(Collected data entries)
• • • •

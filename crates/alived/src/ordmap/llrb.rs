// SPDX-License-Identifier: Apache-2.0 OR MIT
// Copyright (c) 2025-2026 naskel.com

//! Left-leaning red-black tree used as the storage of [`super::OrderedMap`].
//!
//! Every value sits behind its own `parking_lot::Mutex` so that holders of a
//! shared lock on the tree shape can still mutate payloads one entry at a time.

use parking_lot::Mutex;
use std::cmp::Ordering;
use std::fmt::{self, Write as _};
use std::mem;

pub type Comparator<K> = fn(&K, &K) -> Ordering;

pub(crate) type Link<K, V> = Option<Box<Node<K, V>>>;

#[derive(Debug, Clone, Copy, PartialEq, Eq)]
pub(crate) enum Color {
    Red,
    Black,
}

impl Color {
    fn flipped(self) -> Self {
        match self {
            Color::Red => Color::Black,
            Color::Black => Color::Red,
        }
    }
}

pub(crate) struct Node<K, V> {
    pub(crate) key: K,
    pub(crate) value: Mutex<V>,
    color: Color,
    left: Link<K, V>,
    right: Link<K, V>,
}

impl<K, V> Node<K, V> {
    fn new(key: K, value: V) -> Box<Self> {
        Box::new(Self {
            key,
            value: Mutex::new(value),
            color: Color::Red,
            left: None,
            right: None,
        })
    }
}

/// Result of [`Tree::upsert`].
pub(crate) enum Upsert<R> {
    Inserted(R),
    Updated(R),
    Declined,
}

pub(crate) struct Tree<K, V> {
    root: Link<K, V>,
    cmp: Comparator<K>,
}

fn is_red<K, V>(link: &Link<K, V>) -> bool {
    matches!(link, Some(node) if node.color == Color::Red)
}

fn left_left_red<K, V>(h: &Node<K, V>) -> bool {
    h.left.as_ref().is_some_and(|l| is_red(&l.left))
}

fn right_left_red<K, V>(h: &Node<K, V>) -> bool {
    h.right.as_ref().is_some_and(|r| is_red(&r.left))
}

fn rotate_left<K, V>(mut h: Box<Node<K, V>>) -> Box<Node<K, V>> {
    let Some(mut x) = h.right.take() else {
        return h;
    };
    h.right = x.left.take();
    x.color = h.color;
    h.color = Color::Red;
    x.left = Some(h);
    x
}

fn rotate_right<K, V>(mut h: Box<Node<K, V>>) -> Box<Node<K, V>> {
    let Some(mut x) = h.left.take() else {
        return h;
    };
    h.left = x.right.take();
    x.color = h.color;
    h.color = Color::Red;
    x.right = Some(h);
    x
}

fn flip_colors<K, V>(h: &mut Node<K, V>) {
    h.color = h.color.flipped();
    if let Some(l) = h.left.as_mut() {
        l.color = l.color.flipped();
    }
    if let Some(r) = h.right.as_mut() {
        r.color = r.color.flipped();
    }
}

fn fix_up<K, V>(mut h: Box<Node<K, V>>) -> Box<Node<K, V>> {
    if is_red(&h.right) {
        h = rotate_left(h);
    }
    if is_red(&h.left) && left_left_red(&h) {
        h = rotate_right(h);
    }
    if is_red(&h.left) && is_red(&h.right) {
        flip_colors(&mut h);
    }
    h
}

fn move_red_left<K, V>(mut h: Box<Node<K, V>>) -> Box<Node<K, V>> {
    flip_colors(&mut h);
    if right_left_red(&h) {
        if let Some(r) = h.right.take() {
            h.right = Some(rotate_right(r));
        }
        h = rotate_left(h);
        flip_colors(&mut h);
    }
    h
}

fn move_red_right<K, V>(mut h: Box<Node<K, V>>) -> Box<Node<K, V>> {
    flip_colors(&mut h);
    if left_left_red(&h) {
        h = rotate_right(h);
        flip_colors(&mut h);
    }
    h
}

fn rebalance<K, V>(link: &mut Link<K, V>) {
    if let Some(node) = link.take() {
        *link = Some(fix_up(node));
    }
}

fn upsert_at<K: Clone, V, R>(
    link: &mut Link<K, V>,
    key: &K,
    cmp: Comparator<K>,
    new_fn: impl FnOnce() -> Option<(V, R)>,
    existing_fn: impl FnOnce(&mut V) -> R,
) -> Upsert<R> {
    let outcome = match link {
        None => {
            return match new_fn() {
                Some((value, r)) => {
                    *link = Some(Node::new(key.clone(), value));
                    Upsert::Inserted(r)
                }
                None => Upsert::Declined,
            };
        }
        Some(node) => match cmp(key, &node.key) {
            Ordering::Equal => return Upsert::Updated(existing_fn(node.value.get_mut())),
            Ordering::Less => upsert_at(&mut node.left, key, cmp, new_fn, existing_fn),
            Ordering::Greater => upsert_at(&mut node.right, key, cmp, new_fn, existing_fn),
        },
    };
    if matches!(outcome, Upsert::Inserted(_)) {
        rebalance(link);
    }
    outcome
}

/// Detach the minimum of the subtree; returns the remaining subtree and the node.
fn delete_min<K, V>(mut h: Box<Node<K, V>>) -> (Link<K, V>, Box<Node<K, V>>) {
    let Some(left) = h.left.as_ref() else {
        let rest = h.right.take();
        return (rest, h);
    };
    if left.color != Color::Red && !is_red(&left.left) {
        h = move_red_left(h);
    }
    match h.left.take() {
        Some(left) => {
            let (rest, min) = delete_min(left);
            h.left = rest;
            (Some(fix_up(h)), min)
        }
        None => {
            let rest = h.right.take();
            (rest, h)
        }
    }
}

fn remove_at<K, V>(
    mut h: Box<Node<K, V>>,
    key: &K,
    cmp: Comparator<K>,
) -> (Link<K, V>, Option<Box<Node<K, V>>>) {
    if cmp(key, &h.key) == Ordering::Less {
        let Some(left) = h.left.as_ref() else {
            return (Some(fix_up(h)), None);
        };
        if left.color != Color::Red && !is_red(&left.left) {
            h = move_red_left(h);
        }
        let removed = match h.left.take() {
            Some(left) => {
                let (rest, removed) = remove_at(left, key, cmp);
                h.left = rest;
                removed
            }
            None => None,
        };
        return (Some(fix_up(h)), removed);
    }

    if is_red(&h.left) {
        h = rotate_right(h);
    }
    if cmp(key, &h.key) == Ordering::Equal && h.right.is_none() {
        let rest = h.left.take();
        return (rest, Some(h));
    }
    if let Some(right) = h.right.as_ref() {
        if right.color != Color::Red && !is_red(&right.left) {
            h = move_red_right(h);
        }
    }

    if cmp(key, &h.key) == Ordering::Equal {
        match h.right.take() {
            Some(right) => {
                let (rest, mut min) = delete_min(right);
                h.right = rest;
                mem::swap(&mut h.key, &mut min.key);
                mem::swap(&mut h.value, &mut min.value);
                (Some(fix_up(h)), Some(min))
            }
            None => {
                let rest = h.left.take();
                (rest, Some(h))
            }
        }
    } else {
        let removed = match h.right.take() {
            Some(right) => {
                let (rest, removed) = remove_at(right, key, cmp);
                h.right = rest;
                removed
            }
            None => None,
        };
        (Some(fix_up(h)), removed)
    }
}

fn walk_node<K, V>(link: &Link<K, V>, f: &mut impl FnMut(&K, &Mutex<V>)) {
    if let Some(node) = link {
        walk_node(&node.left, f);
        f(&node.key, &node.value);
        walk_node(&node.right, f);
    }
}

fn batch_node<K, V>(
    link: &Link<K, V>,
    keys: &[&K],
    cmp: Comparator<K>,
    f: &mut impl FnMut(&K, &Mutex<V>),
) {
    let Some(node) = link else {
        return;
    };
    if keys.is_empty() {
        return;
    }

    // keys[..split] sort before this node; an equal key (and its duplicates)
    // is consumed here; the rest belong to the right subtree.
    let mut split = 0;
    let mut matched = false;
    while split < keys.len() {
        match cmp(keys[split], &node.key) {
            Ordering::Less => split += 1,
            Ordering::Equal => {
                matched = true;
                break;
            }
            Ordering::Greater => break,
        }
    }

    batch_node(&node.left, &keys[..split], cmp, f);

    let mut rest = split;
    if matched {
        f(&node.key, &node.value);
        while rest < keys.len() && cmp(keys[rest], &node.key) == Ordering::Equal {
            rest += 1;
        }
    }

    batch_node(&node.right, &keys[rest..], cmp, f);
}

fn dump_node<K: fmt::Display, V>(link: &Link<K, V>, out: &mut String) {
    if let Some(node) = link {
        let color = match node.color {
            Color::Red => 'R',
            Color::Black => 'B',
        };
        let _ = write!(out, "({} {})", node.key, color);
        out.push('[');
        dump_node(&node.left, out);
        out.push_str("][");
        dump_node(&node.right, out);
        out.push(']');
    }
}

impl<K, V> Tree<K, V> {
    pub(crate) fn new(cmp: Comparator<K>) -> Self {
        Self { root: None, cmp }
    }

    pub(crate) fn comparator(&self) -> Comparator<K> {
        self.cmp
    }

    pub(crate) fn get(&self, key: &K) -> Option<&Node<K, V>> {
        let mut cur = self.root.as_deref();
        while let Some(node) = cur {
            cur = match (self.cmp)(key, &node.key) {
                Ordering::Equal => return Some(node),
                Ordering::Less => node.left.as_deref(),
                Ordering::Greater => node.right.as_deref(),
            };
        }
        None
    }

    pub(crate) fn get_mut(&mut self, key: &K) -> Option<&mut Node<K, V>> {
        let cmp = self.cmp;
        let mut cur = self.root.as_deref_mut();
        while let Some(node) = cur {
            cur = match cmp(key, &node.key) {
                Ordering::Equal => return Some(node),
                Ordering::Less => node.left.as_deref_mut(),
                Ordering::Greater => node.right.as_deref_mut(),
            };
        }
        None
    }

    pub(crate) fn upsert<R>(
        &mut self,
        key: &K,
        new_fn: impl FnOnce() -> Option<(V, R)>,
        existing_fn: impl FnOnce(&mut V) -> R,
    ) -> Upsert<R>
    where
        K: Clone,
    {
        let outcome = upsert_at(&mut self.root, key, self.cmp, new_fn, existing_fn);
        if let Some(root) = self.root.as_mut() {
            root.color = Color::Black;
        }
        outcome
    }

    /// Unlink `key`. The caller checks presence first.
    pub(crate) fn remove(&mut self, key: &K) -> Option<(K, V)> {
        let mut root = self.root.take()?;
        if !is_red(&root.left) && !is_red(&root.right) {
            root.color = Color::Red;
        }
        let (rest, removed) = remove_at(root, key, self.cmp);
        self.root = rest;
        if let Some(root) = self.root.as_mut() {
            root.color = Color::Black;
        }
        removed.map(|node| {
            let node = *node;
            (node.key, node.value.into_inner())
        })
    }

    pub(crate) fn walk(&self, mut f: impl FnMut(&K, &Mutex<V>)) {
        walk_node(&self.root, &mut f);
    }

    /// Visit each stored key present in `sorted_keys` (ascending) once.
    pub(crate) fn batch(&self, sorted_keys: &[&K], mut f: impl FnMut(&K, &Mutex<V>)) {
        batch_node(&self.root, sorted_keys, self.cmp, &mut f);
    }

    pub(crate) fn dump(&self) -> String
    where
        K: fmt::Display,
    {
        let mut out = String::new();
        dump_node(&self.root, &mut out);
        out
    }

    /// Check ordering and red-black shape; returns the black height.
    #[cfg(test)]
    pub(crate) fn assert_balanced(&self) -> usize
    where
        K: fmt::Debug,
    {
        fn check<K: fmt::Debug, V>(link: &Link<K, V>, cmp: Comparator<K>) -> usize {
            let Some(node) = link else {
                return 1;
            };
            assert!(!is_red(&node.right), "right-leaning red at {:?}", node.key);
            if node.color == Color::Red {
                assert!(!is_red(&node.left), "red-red chain at {:?}", node.key);
            }
            if let Some(l) = &node.left {
                assert_eq!(cmp(&l.key, &node.key), Ordering::Less);
            }
            if let Some(r) = &node.right {
                assert_eq!(cmp(&r.key, &node.key), Ordering::Greater);
            }
            let lh = check(&node.left, cmp);
            let rh = check(&node.right, cmp);
            assert_eq!(lh, rh, "black height mismatch at {:?}", node.key);
            lh + usize::from(node.color == Color::Black)
        }
        assert!(!is_red(&self.root), "red root");
        check(&self.root, self.cmp)
    }
}
// SPDX-License-Identifier: Apache-2.0 OR MIT
// Copyright (c) 2025-2026 naskel.com

//! On-disk artifacts: per-unit state files, event logs, the info log and
//! CSV archives.

pub mod archive;
pub mod event_log;
pub mod info_log;
pub mod state;

pub use archive::write_archive;
pub use event_log::{EventLog, EventRecord, EVENT_RECORD_LEN};
pub use info_log::InfoLog;
pub use state::StateStore;

use crate::config::ServerConfig;
use std::io;
use std::path::{Path, PathBuf};
use thiserror::Error;

/// Persistence errors.
#[derive(Debug, Error)]
pub enum StoreError {
    #[error("I/O error on {path}: {source}")]
    Io {
        path: PathBuf,
        #[source]
        source: io::Error,
    },

    #[error("corrupt record in {path}: {reason}")]
    Corrupt { path: PathBuf, reason: String },
}

pub(crate) fn io_error(path: &Path) -> impl FnOnce(io::Error) -> StoreError + '_ {
    move |source| StoreError::Io {
        path: path.to_path_buf(),
        source,
    }
}

/// File name for a unit.
///
/// Unit names arrive from the network; anything outside `[A-Za-z0-9_.:-]`
/// is percent-escaped and a leading dot is escaped too, so a name can never
/// leave its directory.
pub fn file_name_for(name: &str) -> String {
    let mut out = String::with_capacity(name.len());
    for (i, b) in name.bytes().enumerate() {
        let plain = b.is_ascii_alphanumeric() || matches!(b, b'_' | b':' | b'-' | b'.');
        if plain && !(i == 0 && b == b'.') {
            out.push(b as char);
        } else {
            out.push_str(&format!("%{:02X}", b));
        }
    }
    out
}

/// Everything the registry writes to disk.
#[derive(Debug)]
pub struct Storage {
    pub state: StateStore,
    pub events: EventLog,
    pub info: InfoLog,
}

impl Storage {
    /// Open (creating directories as needed) the locations named in `config`.
    pub fn open(config: &ServerConfig) -> Result<Self, StoreError> {
        Ok(Self {
            state: StateStore::open(&config.state_dir)?,
            events: EventLog::open(&config.event_dir, &config.event_file)?,
            info: InfoLog::open(&config.info_file)?,
        })
    }

    /// Drop every artifact belonging to `name`.
    pub fn forget(&self, name: &str) -> Result<(), StoreError> {
        self.state.remove(name)?;
        self.events.remove(name)?;
        Ok(())
    }
}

• • • •

Aim of the task: Your answer should consist only of the lines from the one with "self.state.remove(name)?;" through the end of the data above, reproduced exactly.

Exercise response:
        self.state.remove(name)?;
        self.events.remove(name)?;
        Ok(())
    }
}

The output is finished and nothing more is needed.